//! Integration tests for the configuration object through the public API.
//!
//! These exercise the registries, interceptors and configuration together the
//! way a shell session would: build a configuration, load the builtin layers,
//! change settings and read them back.

use std::rc::Rc;

use pktconf_core::domain::layer::builtin::{ETHER, IP, TCP, UDP};
use pktconf_core::{
    crypto_validator, register_builtin_commands, register_builtin_layers, run_command, AnsiTheme,
    ColorTheme, Conf, ConfBuilder, DependencyError, Field, GroupKey, LevelFilterSink, MaybeField,
    PromptSlot, RegistryError, RegistryKey, RegistryValue, SettingValue,
};
use tracing::level_filters::LevelFilter;

fn wired_conf() -> (Conf, Rc<LevelFilterSink>, Rc<PromptSlot>) {
    let log_sink = Rc::new(LevelFilterSink::new(LevelFilter::OFF));
    let prompt_sink = Rc::new(PromptSlot::default());
    let conf = ConfBuilder::new()
        .log_sink(log_sink.clone())
        .prompt_sink(prompt_sink.clone())
        .build()
        .expect("default level is accepted");
    (conf, log_sink, prompt_sink)
}

#[test]
fn test_build_applies_warning_threshold() {
    let (conf, log_sink, _) = wired_conf();

    assert_eq!(log_sink.current(), LevelFilter::WARN);
    assert_eq!(conf.log_level(), SettingValue::Int(30));
}

#[test]
fn test_log_level_writes_reach_the_sink() {
    let (conf, log_sink, _) = wired_conf();

    conf.set("logLevel", SettingValue::Int(10)).unwrap();
    assert_eq!(log_sink.current(), LevelFilter::DEBUG);
    assert_eq!(conf.log_level(), SettingValue::Int(10));

    conf.set("logLevel", "ERROR".into()).unwrap();
    assert_eq!(log_sink.current(), LevelFilter::ERROR);
    assert_eq!(conf.log_level(), SettingValue::from("ERROR"));
}

#[test]
fn test_prompt_and_theme_writes_re_render_the_prompt() {
    // Arrange
    let (conf, _, prompt_sink) = wired_conf();
    let theme: Rc<dyn ColorTheme> = Rc::new(AnsiTheme::new("green", "32"));

    // Act
    conf.set("prompt", "pkt> ".into()).unwrap();
    let plain = prompt_sink.current();
    conf.set("color_theme", SettingValue::Theme(theme)).unwrap();

    // Assert
    assert_eq!(plain.as_deref(), Some("pkt> "));
    assert_eq!(prompt_sink.current().as_deref(), Some("\x1b[32mpkt> \x1b[0m"));
    assert_eq!(conf.prompt().unwrap(), "pkt> ");
    assert_eq!(conf.color_theme().unwrap().name(), "green");
}

#[test]
fn test_numeric_registry_worked_example() {
    // Arrange
    let conf = Conf::new();
    let l3 = conf.l3types().unwrap();

    // Act
    l3.borrow_mut().register(6, TCP);
    l3.borrow_mut().register(17, UDP);

    // Assert
    let l3 = l3.borrow();
    assert_eq!(l3.lookup(6_u32), Ok(RegistryValue::Type(TCP)));
    assert_eq!(l3.lookup(TCP), Ok(RegistryValue::Code(6)));
    assert!(l3.contains(UDP));
    assert_eq!(l3.get(99_u32, RegistryValue::Code(0)), RegistryValue::Code(0));
    assert_eq!(
        l3.lookup(99_u32),
        Err(RegistryError::KeyNotFound(RegistryKey::ByCode(99)))
    );
}

#[test]
fn test_reregistering_a_code_leaves_the_old_reverse_mapping() {
    let conf = Conf::new();
    let l2 = conf.l2types().unwrap();

    l2.borrow_mut().register(1, ETHER);
    l2.borrow_mut().register(1, IP);

    let l2 = l2.borrow();
    assert_eq!(l2.lookup(1_u32), Ok(RegistryValue::Type(IP)));
    assert_eq!(l2.lookup(ETHER), Ok(RegistryValue::Code(1)));
}

#[test]
fn test_field_groups_track_owner_layers() {
    // Arrange
    let conf = Conf::new();
    let sport = Field::new("sport", [TCP, UDP]);
    let dst = Field::new("dst", [IP]);
    let resolve = conf.resolve().unwrap();

    // Act
    resolve.borrow_mut().add([&sport as &dyn MaybeField, &dst, &"not a field"]);
    resolve.borrow_mut().remove([&sport as &dyn MaybeField]);

    // Assert
    let resolve = resolve.borrow();
    assert_eq!(resolve.len(), 1);
    assert!(resolve.contains(GroupKey::Layer(&IP)));
    assert!(!resolve.contains(GroupKey::Layer(&TCP)));
    assert!(resolve.contains(GroupKey::Field(&dst)));
    assert!(conf.noenum().unwrap().borrow().is_empty());
}

#[test]
fn test_configure_then_read_falls_back_for_untouched_names() {
    // Arrange
    let source = Conf::new();
    source.set("iface", "eth0".into()).unwrap();
    source.set("verb", SettingValue::Int(0)).unwrap();
    let target = source.sibling();
    target.set("promisc", SettingValue::Int(0)).unwrap();

    // Act
    target.configure(&source);

    // Assert
    assert_eq!(target.iface().unwrap().as_deref(), Some("eth0"));
    assert_eq!(target.verb().unwrap(), 0);
    assert_eq!(target.get("promisc").unwrap(), SettingValue::Int(1));
}

#[test]
fn test_crypto_gate_follows_the_setting() {
    let conf = Conf::new();
    let sign = crypto_validator(|_: &Conf, payload: Vec<u8>| payload.len());

    assert_eq!(sign(&conf, vec![1, 2, 3]), Err(DependencyError::CryptoUnavailable));

    conf.set("crypto_valid", SettingValue::Bool(true)).unwrap();
    assert_eq!(sign(&conf, vec![1, 2, 3]), Ok(3));
}

#[test]
fn test_shell_session_with_builtins() {
    // Arrange
    let conf = Conf::new();
    register_builtin_commands(&conf).unwrap();
    register_builtin_layers(&conf).unwrap();
    let mut out = Vec::new();

    // Act
    run_command(&conf, "set", &["iface".into(), "'wlan0'".into()], &mut out).unwrap();
    run_command(&conf, "get", &["iface".into()], &mut out).unwrap();
    run_command(&conf, "layers", &[], &mut out).unwrap();

    // Assert
    let text = String::from_utf8(out).unwrap();
    let mut lines = text.lines();
    assert_eq!(lines.next(), Some("iface = 'wlan0'"));
    assert_eq!(lines.next(), Some("'wlan0'"));
    assert_eq!(lines.next(), Some(format!("{:<20}: Ethernet", "Ether").as_str()));
    assert_eq!(text.lines().count(), 2 + 8);
}

#[test]
fn test_dump_shows_every_declared_setting_once() {
    let conf = Conf::new();
    register_builtin_layers(&conf).unwrap();

    let dump = conf.dump();

    for name in ["version", "checkIPaddr", "l3types", "prog", "services_udp", "logLevel", "color_theme"] {
        let count = dump
            .lines()
            .filter(|line| line.split_whitespace().next() == Some(name))
            .count();
        assert_eq!(count, 1, "{name}");
    }
    assert!(dump.contains("<NumericTypeRegistry"));
}
//! # pktconf-core
//!
//! Runtime configuration for a packet manipulation toolkit: the settings
//! object every subsystem reads, the registries it carries, and the
//! observable attributes that push changes out to logging and the shell
//! prompt.
//!
//! The crate does no I/O of its own.  The logging subsystem and the prompt are
//! reached through the [`LogSink`] and [`PromptSink`] traits, which the
//! application wires in when it builds the configuration.
//!
//! # Architecture overview
//!
//! - **`domain`** – The things settings talk about: layer types (one per
//!   protocol the dissectors know) and fields (named values owned by one or
//!   more layers).
//!
//! - **`registry`** – Containers held by settings: the code-to-layer maps
//!   used by dissectors (`l2types`, `l3types`), field groups that change how
//!   values are displayed (`resolve`, `noenum`, `emph`), and the ordered
//!   lists of loaded layers and interactive commands.
//!
//! - **`intercept`** – Attributes whose writes have side effects.  Setting
//!   `logLevel` moves the logging threshold; setting `prompt` or
//!   `color_theme` re-renders the prompt.
//!
//! - **`conf`** – The [`Conf`] object itself: about seventy named settings
//!   with class-level defaults, per-instance overrides, a formatted dump, and
//!   the crypto gate.
//!
//! There is no global configuration.  Build one with [`Conf::new`] or
//! [`ConfBuilder`] and pass it by reference.

pub mod conf;
pub mod domain;
pub mod intercept;
pub mod registry;

pub use conf::commands::{
    lsc, lsc_stdout, register_builtin_commands, run_command, Command, CommandError, CommandFn,
};
pub use conf::data::register_builtin_layers;
pub use conf::defaults::ProgPath;
pub use conf::gate::{crypto_validator, is_pypy, DependencyError};
pub use conf::value::{shared, SettingValue, Shared};
pub use conf::{render_settings, ClassAttr, Conf, ConfBuilder, ConfClass, ConfError};
pub use domain::field::{Field, MaybeField};
pub use domain::layer::LayerType;
pub use intercept::log_level::{
    level_filter_for, LevelFilterSink, LogLevelControl, LogLevelError, LogSink, DEFAULT_LOG_LEVEL,
};
pub use intercept::prompt::{
    theme_by_name, AnsiTheme, ColorTheme, NoTheme, PromptError, PromptSink, PromptSlot, DEFAULT_PROMPT,
};
pub use intercept::{AttributeStore, HookArgs, HookError, Interceptor};
pub use registry::{
    CommandsList, FieldGroupKind, FieldGroupRegistry, GroupKey, LayersList, NumericTypeRegistry,
    RegistryError, RegistryKey, RegistryValue,
};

________________________

Since only the total is wanted, work out how many lines of the data above contain "plain" and state it alone.

» Answer section: 2